Exercise details:
When the word "true" shows up in a line of the records below, copy that line.

----- Material for this exercise

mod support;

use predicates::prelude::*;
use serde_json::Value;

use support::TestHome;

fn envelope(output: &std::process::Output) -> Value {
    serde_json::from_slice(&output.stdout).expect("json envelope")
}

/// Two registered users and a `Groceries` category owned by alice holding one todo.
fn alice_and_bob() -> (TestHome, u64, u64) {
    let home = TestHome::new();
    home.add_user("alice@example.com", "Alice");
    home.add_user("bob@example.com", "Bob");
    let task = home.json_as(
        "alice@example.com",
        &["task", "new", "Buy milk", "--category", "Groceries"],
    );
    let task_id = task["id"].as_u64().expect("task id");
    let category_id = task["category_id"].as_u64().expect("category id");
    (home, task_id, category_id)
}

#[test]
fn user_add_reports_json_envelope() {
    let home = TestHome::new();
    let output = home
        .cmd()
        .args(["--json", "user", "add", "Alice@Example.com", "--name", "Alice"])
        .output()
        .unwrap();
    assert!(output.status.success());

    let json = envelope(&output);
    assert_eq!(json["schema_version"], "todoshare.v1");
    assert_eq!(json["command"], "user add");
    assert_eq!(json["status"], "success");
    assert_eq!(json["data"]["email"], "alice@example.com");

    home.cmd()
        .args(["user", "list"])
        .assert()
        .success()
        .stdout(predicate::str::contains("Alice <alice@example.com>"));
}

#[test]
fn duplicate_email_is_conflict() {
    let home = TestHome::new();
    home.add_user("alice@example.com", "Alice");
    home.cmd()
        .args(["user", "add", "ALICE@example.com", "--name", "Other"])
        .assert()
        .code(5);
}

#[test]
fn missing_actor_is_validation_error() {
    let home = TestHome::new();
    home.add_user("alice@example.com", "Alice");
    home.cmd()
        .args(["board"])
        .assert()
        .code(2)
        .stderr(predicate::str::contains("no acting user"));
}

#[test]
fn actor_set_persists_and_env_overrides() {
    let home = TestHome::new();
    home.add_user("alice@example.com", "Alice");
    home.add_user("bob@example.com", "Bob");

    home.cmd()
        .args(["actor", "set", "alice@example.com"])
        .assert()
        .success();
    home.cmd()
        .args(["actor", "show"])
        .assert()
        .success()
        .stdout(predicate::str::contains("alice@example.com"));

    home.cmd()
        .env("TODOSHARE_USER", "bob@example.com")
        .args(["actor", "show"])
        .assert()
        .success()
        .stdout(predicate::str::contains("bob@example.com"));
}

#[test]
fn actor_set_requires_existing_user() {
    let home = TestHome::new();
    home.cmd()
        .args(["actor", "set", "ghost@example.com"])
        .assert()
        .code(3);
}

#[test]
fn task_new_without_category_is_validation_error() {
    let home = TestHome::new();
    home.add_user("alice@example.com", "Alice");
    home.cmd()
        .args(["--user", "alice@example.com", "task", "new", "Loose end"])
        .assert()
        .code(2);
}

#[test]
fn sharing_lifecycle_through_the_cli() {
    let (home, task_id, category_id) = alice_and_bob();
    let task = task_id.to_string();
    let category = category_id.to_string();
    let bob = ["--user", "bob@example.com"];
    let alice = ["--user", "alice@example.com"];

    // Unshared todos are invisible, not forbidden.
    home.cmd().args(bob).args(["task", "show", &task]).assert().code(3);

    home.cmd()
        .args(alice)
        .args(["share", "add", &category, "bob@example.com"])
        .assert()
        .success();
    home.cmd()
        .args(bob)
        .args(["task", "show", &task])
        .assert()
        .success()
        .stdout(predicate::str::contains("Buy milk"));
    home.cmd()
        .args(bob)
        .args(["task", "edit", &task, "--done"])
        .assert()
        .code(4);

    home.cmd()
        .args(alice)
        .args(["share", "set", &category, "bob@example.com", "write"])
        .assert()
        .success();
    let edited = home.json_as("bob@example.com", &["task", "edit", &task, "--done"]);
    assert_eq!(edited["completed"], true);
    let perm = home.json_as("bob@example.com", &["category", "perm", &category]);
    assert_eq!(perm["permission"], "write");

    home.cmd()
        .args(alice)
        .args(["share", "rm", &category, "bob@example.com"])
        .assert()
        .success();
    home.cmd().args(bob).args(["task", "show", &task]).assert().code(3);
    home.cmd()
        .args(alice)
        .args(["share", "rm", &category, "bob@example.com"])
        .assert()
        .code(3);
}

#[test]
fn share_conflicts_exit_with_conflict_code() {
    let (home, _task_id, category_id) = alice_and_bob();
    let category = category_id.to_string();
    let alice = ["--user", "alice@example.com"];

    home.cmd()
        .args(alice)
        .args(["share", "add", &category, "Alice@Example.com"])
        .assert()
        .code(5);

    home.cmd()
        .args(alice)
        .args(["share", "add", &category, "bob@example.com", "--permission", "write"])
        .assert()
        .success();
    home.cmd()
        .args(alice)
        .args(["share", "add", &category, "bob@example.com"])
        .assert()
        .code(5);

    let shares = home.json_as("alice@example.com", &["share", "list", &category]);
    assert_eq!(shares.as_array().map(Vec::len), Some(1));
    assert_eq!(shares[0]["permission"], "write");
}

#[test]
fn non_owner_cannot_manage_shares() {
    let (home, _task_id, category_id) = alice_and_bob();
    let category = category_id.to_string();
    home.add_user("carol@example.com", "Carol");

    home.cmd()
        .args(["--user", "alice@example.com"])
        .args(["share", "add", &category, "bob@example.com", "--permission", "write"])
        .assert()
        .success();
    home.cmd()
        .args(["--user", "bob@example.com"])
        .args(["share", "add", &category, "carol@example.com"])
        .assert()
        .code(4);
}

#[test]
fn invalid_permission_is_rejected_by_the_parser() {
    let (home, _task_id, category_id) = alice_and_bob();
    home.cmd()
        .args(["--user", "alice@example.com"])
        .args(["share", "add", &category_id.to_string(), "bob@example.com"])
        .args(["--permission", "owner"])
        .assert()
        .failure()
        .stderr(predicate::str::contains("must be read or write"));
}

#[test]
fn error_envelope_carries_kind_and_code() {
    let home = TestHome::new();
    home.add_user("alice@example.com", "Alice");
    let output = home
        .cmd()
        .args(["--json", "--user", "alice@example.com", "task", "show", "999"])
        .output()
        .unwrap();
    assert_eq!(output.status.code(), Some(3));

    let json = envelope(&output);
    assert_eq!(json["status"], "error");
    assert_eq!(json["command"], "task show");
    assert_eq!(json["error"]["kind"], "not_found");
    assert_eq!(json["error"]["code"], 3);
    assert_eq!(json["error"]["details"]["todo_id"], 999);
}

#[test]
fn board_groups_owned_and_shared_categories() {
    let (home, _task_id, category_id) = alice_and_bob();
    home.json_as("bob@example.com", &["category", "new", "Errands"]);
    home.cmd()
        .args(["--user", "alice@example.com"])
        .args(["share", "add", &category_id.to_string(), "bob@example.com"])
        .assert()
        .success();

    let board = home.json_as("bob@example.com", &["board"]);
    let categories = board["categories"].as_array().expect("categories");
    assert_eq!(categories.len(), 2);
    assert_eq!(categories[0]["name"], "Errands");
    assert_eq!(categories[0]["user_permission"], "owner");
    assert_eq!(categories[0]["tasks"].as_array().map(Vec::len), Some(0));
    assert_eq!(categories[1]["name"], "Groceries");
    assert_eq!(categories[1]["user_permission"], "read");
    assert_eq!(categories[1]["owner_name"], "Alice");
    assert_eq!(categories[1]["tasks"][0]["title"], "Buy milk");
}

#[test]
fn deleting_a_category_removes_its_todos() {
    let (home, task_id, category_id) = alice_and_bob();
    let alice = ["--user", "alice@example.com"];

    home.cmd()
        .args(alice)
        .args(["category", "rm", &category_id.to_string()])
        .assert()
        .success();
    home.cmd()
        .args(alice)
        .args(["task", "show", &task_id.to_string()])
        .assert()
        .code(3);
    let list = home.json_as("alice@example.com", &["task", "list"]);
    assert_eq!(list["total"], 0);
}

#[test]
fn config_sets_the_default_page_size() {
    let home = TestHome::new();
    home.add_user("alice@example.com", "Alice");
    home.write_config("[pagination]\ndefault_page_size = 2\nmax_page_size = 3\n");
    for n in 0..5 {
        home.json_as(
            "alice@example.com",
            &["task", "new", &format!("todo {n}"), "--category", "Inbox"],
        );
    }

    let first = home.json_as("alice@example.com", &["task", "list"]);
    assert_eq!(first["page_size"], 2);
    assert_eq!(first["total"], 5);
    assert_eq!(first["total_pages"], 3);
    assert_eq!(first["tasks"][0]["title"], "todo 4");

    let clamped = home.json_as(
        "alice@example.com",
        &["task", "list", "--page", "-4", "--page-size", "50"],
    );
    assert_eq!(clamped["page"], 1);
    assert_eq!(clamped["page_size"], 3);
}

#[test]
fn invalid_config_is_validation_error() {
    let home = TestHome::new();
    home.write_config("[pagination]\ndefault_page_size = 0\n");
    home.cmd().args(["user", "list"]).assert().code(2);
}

----------
----- Material for this exercise

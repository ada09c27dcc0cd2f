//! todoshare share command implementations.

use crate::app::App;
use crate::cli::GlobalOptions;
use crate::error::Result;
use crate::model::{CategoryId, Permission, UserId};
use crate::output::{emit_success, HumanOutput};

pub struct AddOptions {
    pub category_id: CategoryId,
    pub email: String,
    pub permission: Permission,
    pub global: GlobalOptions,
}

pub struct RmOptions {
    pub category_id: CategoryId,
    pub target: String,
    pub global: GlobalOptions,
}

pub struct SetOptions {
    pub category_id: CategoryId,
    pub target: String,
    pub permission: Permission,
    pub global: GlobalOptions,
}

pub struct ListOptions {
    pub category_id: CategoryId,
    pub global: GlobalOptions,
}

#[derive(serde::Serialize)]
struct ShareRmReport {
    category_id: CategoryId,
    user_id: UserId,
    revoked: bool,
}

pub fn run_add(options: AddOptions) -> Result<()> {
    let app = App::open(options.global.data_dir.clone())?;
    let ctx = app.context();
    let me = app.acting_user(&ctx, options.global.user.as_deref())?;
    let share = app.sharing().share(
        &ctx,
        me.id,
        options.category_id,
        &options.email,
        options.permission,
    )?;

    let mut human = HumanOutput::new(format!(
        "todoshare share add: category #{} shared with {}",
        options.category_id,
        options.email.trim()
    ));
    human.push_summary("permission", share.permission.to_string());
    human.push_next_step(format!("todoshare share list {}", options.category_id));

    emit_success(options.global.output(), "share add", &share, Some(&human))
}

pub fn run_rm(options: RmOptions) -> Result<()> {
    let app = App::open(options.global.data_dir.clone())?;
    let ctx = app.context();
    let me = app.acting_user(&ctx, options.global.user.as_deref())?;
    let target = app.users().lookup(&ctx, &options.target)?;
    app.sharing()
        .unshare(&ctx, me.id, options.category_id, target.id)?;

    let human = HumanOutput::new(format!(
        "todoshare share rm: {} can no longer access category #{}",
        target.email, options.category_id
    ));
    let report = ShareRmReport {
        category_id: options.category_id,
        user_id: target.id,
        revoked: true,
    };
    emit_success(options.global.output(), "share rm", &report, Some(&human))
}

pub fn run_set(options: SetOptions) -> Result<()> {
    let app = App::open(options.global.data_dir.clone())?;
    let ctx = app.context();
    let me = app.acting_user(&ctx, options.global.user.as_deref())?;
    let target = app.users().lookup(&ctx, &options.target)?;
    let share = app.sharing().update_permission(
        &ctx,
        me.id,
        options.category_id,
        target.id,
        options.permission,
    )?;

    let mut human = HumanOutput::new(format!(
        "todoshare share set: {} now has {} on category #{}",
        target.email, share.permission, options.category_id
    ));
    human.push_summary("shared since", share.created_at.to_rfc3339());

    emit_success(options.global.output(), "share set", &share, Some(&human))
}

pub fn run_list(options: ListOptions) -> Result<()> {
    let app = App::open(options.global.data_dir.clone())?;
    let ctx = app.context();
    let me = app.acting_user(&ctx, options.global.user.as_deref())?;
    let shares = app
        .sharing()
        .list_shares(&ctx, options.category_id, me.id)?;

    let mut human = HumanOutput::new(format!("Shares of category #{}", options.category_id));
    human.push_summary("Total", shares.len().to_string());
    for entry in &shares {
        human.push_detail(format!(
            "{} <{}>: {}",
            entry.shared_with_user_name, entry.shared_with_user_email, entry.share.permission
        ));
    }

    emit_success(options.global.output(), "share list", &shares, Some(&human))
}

----------

Exercise solution:
    assert_eq!(edited["completed"], true);
        revoked: true,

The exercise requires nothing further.